Set all the entries down again, unaltered.

--- START ---

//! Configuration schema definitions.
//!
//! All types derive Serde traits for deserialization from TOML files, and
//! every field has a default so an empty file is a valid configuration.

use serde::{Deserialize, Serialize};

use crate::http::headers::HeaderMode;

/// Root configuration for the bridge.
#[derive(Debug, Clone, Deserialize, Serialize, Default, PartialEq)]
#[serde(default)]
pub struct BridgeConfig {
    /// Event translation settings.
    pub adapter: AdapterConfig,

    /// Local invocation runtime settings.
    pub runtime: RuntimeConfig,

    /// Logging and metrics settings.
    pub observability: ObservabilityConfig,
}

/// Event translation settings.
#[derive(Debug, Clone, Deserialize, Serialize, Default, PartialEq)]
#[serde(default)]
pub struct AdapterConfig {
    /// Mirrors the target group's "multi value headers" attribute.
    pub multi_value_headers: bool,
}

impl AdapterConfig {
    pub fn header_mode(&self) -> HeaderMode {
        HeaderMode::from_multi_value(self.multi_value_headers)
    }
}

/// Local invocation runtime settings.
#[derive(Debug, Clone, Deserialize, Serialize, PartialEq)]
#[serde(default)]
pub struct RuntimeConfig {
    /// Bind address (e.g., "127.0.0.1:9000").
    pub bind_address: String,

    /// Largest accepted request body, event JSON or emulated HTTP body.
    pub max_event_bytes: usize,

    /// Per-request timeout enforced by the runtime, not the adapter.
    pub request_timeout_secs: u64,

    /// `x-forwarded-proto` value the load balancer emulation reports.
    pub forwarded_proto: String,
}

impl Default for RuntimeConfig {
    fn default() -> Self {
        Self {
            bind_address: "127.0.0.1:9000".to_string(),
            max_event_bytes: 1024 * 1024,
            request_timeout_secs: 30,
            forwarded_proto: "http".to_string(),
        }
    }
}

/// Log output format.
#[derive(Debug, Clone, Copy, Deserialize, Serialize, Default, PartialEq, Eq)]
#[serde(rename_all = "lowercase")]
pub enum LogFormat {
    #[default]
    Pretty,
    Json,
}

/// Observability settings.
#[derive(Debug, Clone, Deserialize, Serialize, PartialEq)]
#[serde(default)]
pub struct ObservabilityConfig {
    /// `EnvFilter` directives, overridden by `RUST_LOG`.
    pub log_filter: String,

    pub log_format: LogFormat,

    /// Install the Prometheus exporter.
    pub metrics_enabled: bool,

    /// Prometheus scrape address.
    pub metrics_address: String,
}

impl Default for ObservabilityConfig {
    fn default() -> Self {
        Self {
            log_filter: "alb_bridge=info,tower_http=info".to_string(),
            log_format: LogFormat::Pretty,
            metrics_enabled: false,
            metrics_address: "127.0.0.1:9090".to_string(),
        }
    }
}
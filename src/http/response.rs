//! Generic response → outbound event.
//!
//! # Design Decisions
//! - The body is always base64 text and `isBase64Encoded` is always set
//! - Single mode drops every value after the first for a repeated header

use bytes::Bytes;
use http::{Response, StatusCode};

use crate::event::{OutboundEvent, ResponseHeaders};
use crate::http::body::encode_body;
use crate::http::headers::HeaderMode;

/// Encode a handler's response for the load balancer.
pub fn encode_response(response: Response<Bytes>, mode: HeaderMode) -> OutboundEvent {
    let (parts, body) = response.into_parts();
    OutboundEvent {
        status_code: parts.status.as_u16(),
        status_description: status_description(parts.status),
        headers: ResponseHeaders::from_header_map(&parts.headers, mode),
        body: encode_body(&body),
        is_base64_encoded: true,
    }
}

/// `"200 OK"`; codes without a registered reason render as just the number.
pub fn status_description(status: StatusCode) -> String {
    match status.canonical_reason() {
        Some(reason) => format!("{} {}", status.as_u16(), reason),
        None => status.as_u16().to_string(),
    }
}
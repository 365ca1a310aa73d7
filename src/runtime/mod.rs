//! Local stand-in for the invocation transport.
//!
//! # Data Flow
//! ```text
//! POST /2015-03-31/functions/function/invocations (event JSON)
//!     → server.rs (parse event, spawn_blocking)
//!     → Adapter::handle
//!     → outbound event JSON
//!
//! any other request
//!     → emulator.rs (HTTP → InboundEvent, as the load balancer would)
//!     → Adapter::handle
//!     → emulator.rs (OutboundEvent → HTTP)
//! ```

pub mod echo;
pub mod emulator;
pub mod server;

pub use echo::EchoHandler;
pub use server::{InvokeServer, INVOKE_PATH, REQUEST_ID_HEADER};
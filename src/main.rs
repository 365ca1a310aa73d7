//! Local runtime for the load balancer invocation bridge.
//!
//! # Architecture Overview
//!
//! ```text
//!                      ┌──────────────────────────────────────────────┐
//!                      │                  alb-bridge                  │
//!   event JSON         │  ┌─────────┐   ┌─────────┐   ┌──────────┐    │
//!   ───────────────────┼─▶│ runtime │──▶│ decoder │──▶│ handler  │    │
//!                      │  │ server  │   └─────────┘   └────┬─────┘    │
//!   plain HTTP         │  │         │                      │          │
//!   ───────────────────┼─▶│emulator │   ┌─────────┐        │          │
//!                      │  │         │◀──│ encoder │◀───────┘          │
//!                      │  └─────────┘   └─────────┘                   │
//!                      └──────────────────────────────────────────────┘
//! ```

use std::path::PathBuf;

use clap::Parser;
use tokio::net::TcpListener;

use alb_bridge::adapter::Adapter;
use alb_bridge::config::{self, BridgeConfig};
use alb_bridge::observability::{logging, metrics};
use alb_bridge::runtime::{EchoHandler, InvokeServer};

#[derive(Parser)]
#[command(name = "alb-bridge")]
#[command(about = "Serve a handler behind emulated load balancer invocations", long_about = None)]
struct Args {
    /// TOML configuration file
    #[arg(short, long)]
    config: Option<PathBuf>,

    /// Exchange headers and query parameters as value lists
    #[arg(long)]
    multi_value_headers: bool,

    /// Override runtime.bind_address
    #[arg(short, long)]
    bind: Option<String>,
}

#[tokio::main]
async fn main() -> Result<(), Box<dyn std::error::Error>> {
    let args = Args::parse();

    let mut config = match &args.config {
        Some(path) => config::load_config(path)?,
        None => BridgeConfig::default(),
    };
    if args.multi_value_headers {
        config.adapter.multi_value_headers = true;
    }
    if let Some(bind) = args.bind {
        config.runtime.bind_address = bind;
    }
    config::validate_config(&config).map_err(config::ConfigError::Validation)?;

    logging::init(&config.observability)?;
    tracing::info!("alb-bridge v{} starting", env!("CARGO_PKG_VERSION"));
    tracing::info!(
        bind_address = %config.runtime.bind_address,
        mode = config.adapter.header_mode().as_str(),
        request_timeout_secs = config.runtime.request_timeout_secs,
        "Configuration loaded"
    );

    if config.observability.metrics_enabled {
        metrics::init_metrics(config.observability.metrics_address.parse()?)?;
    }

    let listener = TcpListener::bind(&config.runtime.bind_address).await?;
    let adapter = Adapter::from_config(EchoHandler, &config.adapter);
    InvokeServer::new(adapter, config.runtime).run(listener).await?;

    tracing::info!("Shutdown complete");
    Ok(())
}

--- END ---

[Result]
//! Configuration schema definitions.
//!
//! All types derive Serde traits for deserialization from TOML files, and
//! every field has a default so an empty file is a valid configuration.

use serde::{Deserialize, Serialize};

use crate::http::headers::HeaderMode;

/// Root configuration for the bridge.
#[derive(Debug, Clone, Deserialize, Serialize, Default, PartialEq)]
#[serde(default)]
pub struct BridgeConfig {
    /// Event translation settings.
    pub adapter: AdapterConfig,

    /// Local invocation runtime settings.
    pub runtime: RuntimeConfig,

    /// Logging and metrics settings.
    pub observability: ObservabilityConfig,
}

/// Event translation settings.
#[derive(Debug, Clone, Deserialize, Serialize, Default, PartialEq)]
#[serde(default)]
pub struct AdapterConfig {
    /// Mirrors the target group's "multi value headers" attribute.
    pub multi_value_headers: bool,
}

impl AdapterConfig {
    pub fn header_mode(&self) -> HeaderMode {
        HeaderMode::from_multi_value(self.multi_value_headers)
    }
}

/// Local invocation runtime settings.
#[derive(Debug, Clone, Deserialize, Serialize, PartialEq)]
#[serde(default)]
pub struct RuntimeConfig {
    /// Bind address (e.g., "127.0.0.1:9000").
    pub bind_address: String,

    /// Largest accepted request body, event JSON or emulated HTTP body.
    pub max_event_bytes: usize,

    /// Per-request timeout enforced by the runtime, not the adapter.
    pub request_timeout_secs: u64,

    /// `x-forwarded-proto` value the load balancer emulation reports.
    pub forwarded_proto: String,
}

impl Default for RuntimeConfig {
    fn default() -> Self {
        Self {
            bind_address: "127.0.0.1:9000".to_string(),
            max_event_bytes: 1024 * 1024,
            request_timeout_secs: 30,
            forwarded_proto: "http".to_string(),
        }
    }
}

/// Log output format.
#[derive(Debug, Clone, Copy, Deserialize, Serialize, Default, PartialEq, Eq)]
#[serde(rename_all = "lowercase")]
pub enum LogFormat {
    #[default]
    Pretty,
    Json,
}

/// Observability settings.
#[derive(Debug, Clone, Deserialize, Serialize, PartialEq)]
#[serde(default)]
pub struct ObservabilityConfig {
    /// `EnvFilter` directives, overridden by `RUST_LOG`.
    pub log_filter: String,

    pub log_format: LogFormat,

    /// Install the Prometheus exporter.
    pub metrics_enabled: bool,

    /// Prometheus scrape address.
    pub metrics_address: String,
}

impl Default for ObservabilityConfig {
    fn default() -> Self {
        Self {
            log_filter: "alb_bridge=info,tower_http=info".to_string(),
            log_format: LogFormat::Pretty,
            metrics_enabled: false,
            metrics_address: "127.0.0.1:9090".to_string(),
        }
    }
}
filename src/http/response.rs
//! Generic response → outbound event.
//!
//! # Design Decisions
//! - The body is always base64 text and `isBase64Encoded` is always set
//! - Single mode drops every value after the first for a repeated header

use bytes::Bytes;
use http::{Response, StatusCode};

use crate::event::{OutboundEvent, ResponseHeaders};
use crate::http::body::encode_body;
use crate::http::headers::HeaderMode;

/// Encode a handler's response for the load balancer.
pub fn encode_response(response: Response<Bytes>, mode: HeaderMode) -> OutboundEvent {
    let (parts, body) = response.into_parts();
    OutboundEvent {
        status_code: parts.status.as_u16(),
        status_description: status_description(parts.status),
        headers: ResponseHeaders::from_header_map(&parts.headers, mode),
        body: encode_body(&body),
        is_base64_encoded: true,
    }
}

/// `"200 OK"`; codes without a registered reason render as just the number.
pub fn status_description(status: StatusCode) -> String {
    match status.canonical_reason() {
        Some(reason) => format!("{} {}", status.as_u16(), reason),
        None => status.as_u16().to_string(),
    }
}
repository 365ca1a310aa73d7
filename src/runtime/mod.rs
//! Local stand-in for the invocation transport.
//!
//! # Data Flow
//! ```text
//! POST /2015-03-31/functions/function/invocations (event JSON)
//!     → server.rs (parse event, spawn_blocking)
//!     → Adapter::handle
//!     → outbound event JSON
//!
//! any other request
//!     → emulator.rs (HTTP → InboundEvent, as the load balancer would)
//!     → Adapter::handle
//!     → emulator.rs (OutboundEvent → HTTP)
//! ```

pub mod echo;
pub mod emulator;
pub mod server;

pub use echo::EchoHandler;
pub use server::{InvokeServer, INVOKE_PATH, REQUEST_ID_HEADER};
filename src/main.rs
repository 365ca1a310aa73d7
//! Local runtime for the load balancer invocation bridge.
//!
//! # Architecture Overview
//!
//! ```text
//!                      ┌──────────────────────────────────────────────┐
//!                      │                  alb-bridge                  │
//!   event JSON         │  ┌─────────┐   ┌─────────┐   ┌──────────┐    │
//!   ───────────────────┼─▶│ runtime │──▶│ decoder │──▶│ handler  │    │
//!                      │  │ server  │   └─────────┘   └────┬─────┘    │
//!   plain HTTP         │  │         │                      │          │
//!   ───────────────────┼─▶│emulator │   ┌─────────┐        │          │
//!                      │  │         │◀──│ encoder │◀───────┘          │
//!                      │  └─────────┘   └─────────┘                   │
//!                      └──────────────────────────────────────────────┘
//! ```

use std::path::PathBuf;

use clap::Parser;
use tokio::net::TcpListener;

use alb_bridge::adapter::Adapter;
use alb_bridge::config::{self, BridgeConfig};
use alb_bridge::observability::{logging, metrics};
use alb_bridge::runtime::{EchoHandler, InvokeServer};

#[derive(Parser)]
#[command(name = "alb-bridge")]
#[command(about = "Serve a handler behind emulated load balancer invocations", long_about = None)]
struct Args {
    /// TOML configuration file
    #[arg(short, long)]
    config: Option<PathBuf>,

    /// Exchange headers and query parameters as value lists
    #[arg(long)]
    multi_value_headers: bool,

    /// Override runtime.bind_address
    #[arg(short, long)]
    bind: Option<String>,
}

#[tokio::main]
async fn main() -> Result<(), Box<dyn std::error::Error>> {
    let args = Args::parse();

    let mut config = match &args.config {
        Some(path) => config::load_config(path)?,
        None => BridgeConfig::default(),
    };
    if args.multi_value_headers {
        config.adapter.multi_value_headers = true;
    }
    if let Some(bind) = args.bind {
        config.runtime.bind_address = bind;
    }
    config::validate_config(&config).map_err(config::ConfigError::Validation)?;

    logging::init(&config.observability)?;
    tracing::info!("alb-bridge v{} starting", env!("CARGO_PKG_VERSION"));
    tracing::info!(
        bind_address = %config.runtime.bind_address,
        mode = config.adapter.header_mode().as_str(),
        request_timeout_secs = config.runtime.request_timeout_secs,
        "Configuration loaded"
    );

    if config.observability.metrics_enabled {
        metrics::init_metrics(config.observability.metrics_address.parse()?)?;
    }

    let listener = TcpListener::bind(&config.runtime.bind_address).await?;
    let adapter = Adapter::from_config(EchoHandler, &config.adapter);
    InvokeServer::new(adapter, config.runtime).run(listener).await?;

    tracing::info!("Shutdown complete");
    Ok(())
}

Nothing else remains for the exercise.